My mother knew all four of her grandparents, but only one of them well. This was her mother’s mother, and she was the image of a proper lady of the late 1800’s. When I say my mother knew her well, that means her grandmother lived in the same apartment as her parents and three sisters, but she didn’t know her in the 21st-century sense of the word. My great-grandmother was very much of the school that “children should be seen and not heard”, and “adult” topics (such as money, family, politics or religion – sex was not even a consideration) were hardly for adults you didn’t know well, much less their children. Great-grandma was a disciplinarian that no one liked, to be honest. So, my mother’s knowledge of her family history was limited to two generations, maybe three.
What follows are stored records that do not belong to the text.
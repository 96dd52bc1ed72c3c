use std::path::PathBuf;

use thiserror::Error;

/// Failures of a listing run. None of them are retried.
#[derive(Debug, Error)]
pub enum Error {
    #[error("could not determine the user profile directory")]
    PathResolution,

    #[error("failed to open pgAdmin database at {}", path.display())]
    Open {
        path: PathBuf,
        #[source]
        source: rusqlite::Error,
    },

    #[error("failed to read saved servers")]
    Query(#[source] rusqlite::Error),

    #[error("failed to close pgAdmin database")]
    Close(#[source] rusqlite::Error),

    #[error("failed to write report")]
    Output(#[from] std::io::Error),

    #[error("failed to encode report as JSON")]
    Json(#[from] serde_json::Error),
}

pub type Result<T> = std::result::Result<T, Error>;
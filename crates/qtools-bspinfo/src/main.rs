// main.rs - print format, lump sizes, and the embedded map name of BSP files

use std::path::PathBuf;
use std::process;

use log::{Level, LevelFilter, Metadata, Record};

use qtools_common::bspfile::{load_bsp_file, print_bsp_file_sizes};

/// Routes library log output to stderr so parse warnings are visible
/// next to the report they belong to.
struct StderrLogger;

impl log::Log for StderrLogger {
    fn enabled(&self, metadata: &Metadata) -> bool {
        metadata.level() <= Level::Info
    }

    fn log(&self, record: &Record) {
        if self.enabled(record.metadata()) {
            eprintln!("{}: {}", record.level(), record.args());
        }
    }

    fn flush(&self) {}
}

static LOGGER: StderrLogger = StderrLogger;

/// Append ".bsp" when the argument carries no extension of its own.
fn default_extension(arg: &str) -> PathBuf {
    let mut path = PathBuf::from(arg);
    if path.extension().is_none() {
        path.set_extension("bsp");
    }
    path
}

fn main() {
    if log::set_logger(&LOGGER).is_ok() {
        log::set_max_level(LevelFilter::Info);
    }

    let args: Vec<String> = std::env::args().collect();
    if args.len() < 2 {
        eprintln!("usage: bspinfo bspfile [bspfiles]");
        process::exit(1);
    }

    let mut failed = false;
    for arg in &args[1..] {
        let path = default_extension(arg);
        println!("---------------------");
        println!("{}", path.display());
        match load_bsp_file(&path) {
            Ok((bspdata, message)) => {
                println!("{} ({})", bspdata.loadversion.name, bspdata.loadversion);
                if let Some(message) = message {
                    println!("message: {}", message);
                }
                print!("{}", print_bsp_file_sizes(&bspdata));
            }
            Err(err) => {
                eprintln!("{}: {}", path.display(), err);
                failed = true;
            }
        }
    }

    if failed {
        process::exit(1);
    }
}
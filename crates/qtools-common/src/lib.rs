pub mod q_shared;
pub mod qfiles;
pub mod error;
pub mod stream;
pub mod contentflags;
pub mod gamedef;
pub mod bspfile_generic;
pub mod bspfile_q1;
pub mod bspfile_q2;
pub mod bspxfile;
pub mod bspfile;
pub mod settings;
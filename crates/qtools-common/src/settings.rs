// settings.rs - tool-wide options and game data discovery

use std::path::{Path, PathBuf};

use crate::gamedef::{GameDef, GameId};

/// Options every tool shares, fed to `GameDef::init_filesystem`.
#[derive(Debug, Clone)]
pub struct CommonSettings {
    /// Override for the game's base data directory (the id1/baseq2
    /// equivalent). When unset it is located relative to the input file.
    pub basedir: Option<PathBuf>,

    /// Mod directory name, searched before the base game data.
    pub gamedir: Option<String>,

    /// Whether the game's default data directory joins the search path.
    pub defaultpaths: bool,
}

impl Default for CommonSettings {
    fn default() -> Self {
        CommonSettings {
            basedir: None,
            gamedir: None,
            defaultpaths: true,
        }
    }
}

/// Assemble the search path list for a compile: the input file's own
/// directory, then the mod directory, then the base game directory.
/// Most specific first, the same order the engines search.
pub fn build_search_paths(
    source: &Path,
    settings: &CommonSettings,
    default_base_dir: &str,
) -> Vec<PathBuf> {
    let mut paths = Vec::new();

    if let Some(dir) = source.parent() {
        if !dir.as_os_str().is_empty() {
            paths.push(dir.to_path_buf());
        }
    }

    let base: Option<PathBuf> = if let Some(b) = &settings.basedir {
        Some(b.clone())
    } else {
        source.ancestors().skip(1).find_map(|a| {
            let candidate = a.join(default_base_dir);
            candidate.is_dir().then_some(candidate)
        })
    };

    if let Some(base) = base {
        if let Some(game) = &settings.gamedir {
            if let Some(root) = base.parent() {
                paths.push(root.join(game));
            }
        }
        if settings.defaultpaths {
            paths.push(base);
        }
    }

    paths.dedup();
    log::debug!("search paths: {:?}", paths);
    paths
}

// ============================================================
// Palette loading
// ============================================================

/// Neutral grayscale ramp used when no game palette can be found.
pub const FALLBACK_PALETTE: [[u8; 3]; 256] = fallback_palette();

const fn fallback_palette() -> [[u8; 3]; 256] {
    let mut pal = [[0u8; 3]; 256];
    let mut i = 0;
    while i < 256 {
        pal[i] = [i as u8; 3];
        i += 1;
    }
    pal
}

const PALETTE_BYTES: usize = 256 * 3;

fn palette_from_bytes(bytes: &[u8]) -> [[u8; 3]; 256] {
    let mut pal = [[0u8; 3]; 256];
    for (i, chunk) in bytes.chunks_exact(3).take(256).enumerate() {
        pal[i] = [chunk[0], chunk[1], chunk[2]];
    }
    pal
}

/// Load the game palette from the search paths. The Quake family keeps
/// a raw 768-byte `gfx/palette.lmp`; Quake II carries its palette in
/// the trailer of `pics/colormap.pcx` behind a 0x0C marker byte.
/// Falls back to the game's built-in default when nothing is found.
pub fn load_palette(paths: &[PathBuf], game: &dyn GameDef) -> [[u8; 3]; 256] {
    let rel: &Path = if game.id() == GameId::Quake2 {
        Path::new("pics/colormap.pcx")
    } else {
        Path::new("gfx/palette.lmp")
    };

    for dir in paths {
        let file = dir.join(rel);
        let Ok(bytes) = std::fs::read(&file) else {
            continue;
        };
        if game.id() == GameId::Quake2 {
            if bytes.len() > PALETTE_BYTES && bytes[bytes.len() - PALETTE_BYTES - 1] == 0x0c {
                log::debug!("palette from {}", file.display());
                return palette_from_bytes(&bytes[bytes.len() - PALETTE_BYTES..]);
            }
        } else if bytes.len() >= PALETTE_BYTES {
            log::debug!("palette from {}", file.display());
            return palette_from_bytes(&bytes);
        }
        log::warn!("ignoring malformed palette {}", file.display());
    }
    *game.default_palette()
}

#[cfg(test)]
mod tests {
    use super::*;
    use crate::gamedef::{GAME_QUAKE, GAME_QUAKE_II};
    use std::fs;

    #[test]
    fn test_fallback_palette_ramp() {
        assert_eq!(FALLBACK_PALETTE[0], [0, 0, 0]);
        assert_eq!(FALLBACK_PALETTE[128], [128, 128, 128]);
        assert_eq!(FALLBACK_PALETTE[255], [255, 255, 255]);
    }

    #[test]
    fn test_search_paths_with_base_dir() {
        let tmp = tempfile::tempdir().unwrap();
        let root = tmp.path();
        fs::create_dir_all(root.join("id1/maps")).unwrap();

        let source = root.join("id1/maps/start.map");
        let paths = build_search_paths(&source, &CommonSettings::default(), "id1");
        assert_eq!(paths.len(), 2);
        assert_eq!(paths[0], root.join("id1/maps"));
        assert_eq!(paths[1], root.join("id1"));
    }

    #[test]
    fn test_search_paths_with_mod_dir() {
        let tmp = tempfile::tempdir().unwrap();
        let root = tmp.path();
        fs::create_dir_all(root.join("id1")).unwrap();
        fs::create_dir_all(root.join("mymod")).unwrap();

        let settings = CommonSettings {
            gamedir: Some("mymod".into()),
            ..Default::default()
        };
        let source = root.join("start.map");
        let paths = build_search_paths(&source, &settings, "id1");
        assert_eq!(paths[paths.len() - 2], root.join("mymod"));
        assert_eq!(paths[paths.len() - 1], root.join("id1"));
    }

    #[test]
    fn test_search_paths_no_defaults() {
        let tmp = tempfile::tempdir().unwrap();
        let root = tmp.path();
        fs::create_dir_all(root.join("id1")).unwrap();

        let settings = CommonSettings {
            defaultpaths: false,
            ..Default::default()
        };
        let source = root.join("start.map");
        let paths = build_search_paths(&source, &settings, "id1");
        assert!(!paths.contains(&root.join("id1")));
    }

    #[test]
    fn test_load_palette_quake() {
        let tmp = tempfile::tempdir().unwrap();
        let dir = tmp.path().to_path_buf();
        fs::create_dir_all(dir.join("gfx")).unwrap();

        let mut raw = Vec::new();
        for i in 0..256u32 {
            raw.extend_from_slice(&[(255 - i) as u8, 0, i as u8]);
        }
        fs::write(dir.join("gfx/palette.lmp"), &raw).unwrap();

        let pal = load_palette(&[dir], &GAME_QUAKE);
        assert_eq!(pal[0], [255, 0, 0]);
        assert_eq!(pal[255], [0, 0, 255]);
    }

    #[test]
    fn test_load_palette_q2_colormap_trailer() {
        let tmp = tempfile::tempdir().unwrap();
        let dir = tmp.path().to_path_buf();
        fs::create_dir_all(dir.join("pics")).unwrap();

        let mut pcx = vec![0u8; 1024]; // fake image data
        pcx.push(0x0c);
        for i in 0..256u32 {
            pcx.extend_from_slice(&[i as u8, i as u8, 0]);
        }
        fs::write(dir.join("pics/colormap.pcx"), &pcx).unwrap();

        let pal = load_palette(&[dir], &GAME_QUAKE_II);
        assert_eq!(pal[7], [7, 7, 0]);
    }

    #[test]
    fn test_load_palette_fallback() {
        let pal = load_palette(&[PathBuf::from("/nonexistent")], &GAME_QUAKE);
        assert_eq!(pal, FALLBACK_PALETTE);
    }
}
The other reason my mother did not know much, and why it is hard to find records, is war. Since the early 1800’s (never mind before), Greece has seen its war of independence, wars with its Balkan neighbors, World War I, war with Turkey in the aftermath of that war, World War II, and a civil war. In the process, many of the records that did exist were destroyed or lost. Until relatively recently, the depository of most important records (birth, baptism, marriage, death) was kept rather irregularly by the Greek Orthodox Church, and many of these were targets in wartime.

Finding records about anyone on Chios is doubly difficult. Some of you may be familiar with the famous painting by famous French artist Eugene Delacroix, “The Massacre at Chios” (1824), commemorating the victims of the Turkish re-occupation of the island during the Greek War of Independence. To make a long story short, the Chiotes (“he-oh-tees” as the islanders are known) rather reluctantly threw in their lots with the independence movement and suffered retribution at the hands of the Turks. The pre-invasion population was an estimated 100,000. When the Turks were through, there were 20,000, the rest having been killed or taken into slavery. Many of the structures on Chios were torched especially churches. Needless to say, many records were destroyed, and many memories lost.
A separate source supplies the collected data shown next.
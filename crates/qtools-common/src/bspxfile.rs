// bspxfile.rs - BSPX extension directory appended after the last lump

use std::collections::BTreeMap;

use crate::error::{BspError, BspResult};
use crate::stream::{align4, put_i32, BspReader};

/// BSPX magic: "BSPX" in little-endian
pub const BSPXHEADER: i32 =
    (b'X' as i32) << 24 | (b'P' as i32) << 16 | (b'S' as i32) << 8 | b'B' as i32;

/// On-disk length of a BSPX entry name, zero padded.
pub const BSPX_NAME_LEN: usize = 24;

/// Named extension blobs riding after the lump directory. Unknown
/// entries survive load and write byte for byte. Entries are kept
/// sorted by name so output is deterministic.
#[derive(Debug, Clone, Default, PartialEq, Eq)]
pub struct BspxEntries {
    entries: BTreeMap<String, Vec<u8>>,
}

impl BspxEntries {
    pub fn new() -> Self {
        Self::default()
    }

    pub fn is_empty(&self) -> bool {
        self.entries.is_empty()
    }

    pub fn len(&self) -> usize {
        self.entries.len()
    }

    pub fn entry(&self, name: &str) -> Option<&[u8]> {
        self.entries.get(name).map(|v| v.as_slice())
    }

    /// Move `data` into the directory, leaving the source empty.
    /// Names longer than 24 bytes are truncated on write.
    pub fn transfer(&mut self, name: &str, data: &mut Vec<u8>) {
        self.entries.insert(name.to_string(), std::mem::take(data));
    }

    /// Insert a copy of `data` under `name`, replacing any old entry.
    pub fn copy(&mut self, name: &str, data: &[u8]) {
        self.entries.insert(name.to_string(), data.to_vec());
    }

    pub fn remove(&mut self, name: &str) -> Option<Vec<u8>> {
        self.entries.remove(name)
    }

    pub fn iter(&self) -> impl Iterator<Item = (&str, &[u8])> {
        self.entries.iter().map(|(k, v)| (k.as_str(), v.as_slice()))
    }

    /// Scan for a BSPX directory at the 4-aligned end of the lump data.
    /// A file that simply ends there has no extensions; a directory that
    /// starts but overruns the file is an error.
    pub(crate) fn parse(file: &[u8], lumps_end: usize) -> BspResult<Self> {
        let mut out = BspxEntries::new();
        let start = (lumps_end + 3) & !3;
        if start + 8 > file.len() {
            return Ok(out);
        }

        let mut r = BspReader::new(file);
        r.seek(start)?;
        if r.read_i32()? != BSPXHEADER {
            return Ok(out);
        }
        let count = r.read_i32()?;
        if count <= 0 {
            return Ok(out);
        }

        for _ in 0..count {
            let name_bytes = r.read_bytes(BSPX_NAME_LEN)?;
            let end = name_bytes
                .iter()
                .position(|&b| b == 0)
                .unwrap_or(BSPX_NAME_LEN);
            let name = String::from_utf8_lossy(&name_bytes[..end]).into_owned();
            let fileofs = r.read_i32()?;
            let filelen = r.read_i32()?;
            if fileofs < 0 || filelen < 0 {
                return Err(BspError::TruncatedFile {
                    lump: "BSPX",
                    offset: fileofs.unsigned_abs() as usize,
                    length: filelen.unsigned_abs() as usize,
                    file_size: file.len(),
                });
            }
            let (ofs, len) = (fileofs as usize, filelen as usize);
            if ofs + len > file.len() {
                return Err(BspError::TruncatedFile {
                    lump: "BSPX",
                    offset: ofs,
                    length: len,
                    file_size: file.len(),
                });
            }
            log::debug!("BSPX lump {} ({} bytes)", name, len);
            out.entries.insert(name, file[ofs..ofs + len].to_vec());
        }
        Ok(out)
    }

    /// Append the directory and its blobs. Writes nothing when empty.
    pub(crate) fn write(&self, out: &mut Vec<u8>) {
        if self.entries.is_empty() {
            return;
        }
        align4(out);
        put_i32(out, BSPXHEADER);
        put_i32(out, self.entries.len() as i32);

        // Directory first, then the blobs; offsets are known up front
        // because every blob start is 4-aligned.
        let mut ofs = out.len() + self.entries.len() * (BSPX_NAME_LEN + 8);
        for (name, data) in &self.entries {
            let mut name_bytes = [0u8; BSPX_NAME_LEN];
            let n = name.len().min(BSPX_NAME_LEN);
            name_bytes[..n].copy_from_slice(&name.as_bytes()[..n]);
            out.extend_from_slice(&name_bytes);
            ofs = (ofs + 3) & !3;
            put_i32(out, ofs as i32);
            put_i32(out, data.len() as i32);
            ofs += data.len();
        }
        for data in self.entries.values() {
            align4(out);
            out.extend_from_slice(data);
        }
    }
}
Though a portion of Greece won its independence as a result of the war in the 1820’s, a sizable portion of the country, both mainland, and islands remained part of the Ottoman Empire. Chios, just under three and a half miles from the Turkish mainland, remained under Turkish control until the demise of the Ottoman Empire in the wake of World War I. Any other records that did exist, for example, tax records (and the Greeks are notoriously proud of their skill at tax evasion), likely resided in Turkey, if at all.

All that to say that my recent trip to research my family history focused on my father’s side! Hopefully, I will someday have both the time and money to travel to Greece to do the research that might turn up some heretofore unknown branch of my maternal ancestry. Until here I come to New Jersey!! In the next article of this series, I will tell you a bit about that side of my family and the goals I had for my trip.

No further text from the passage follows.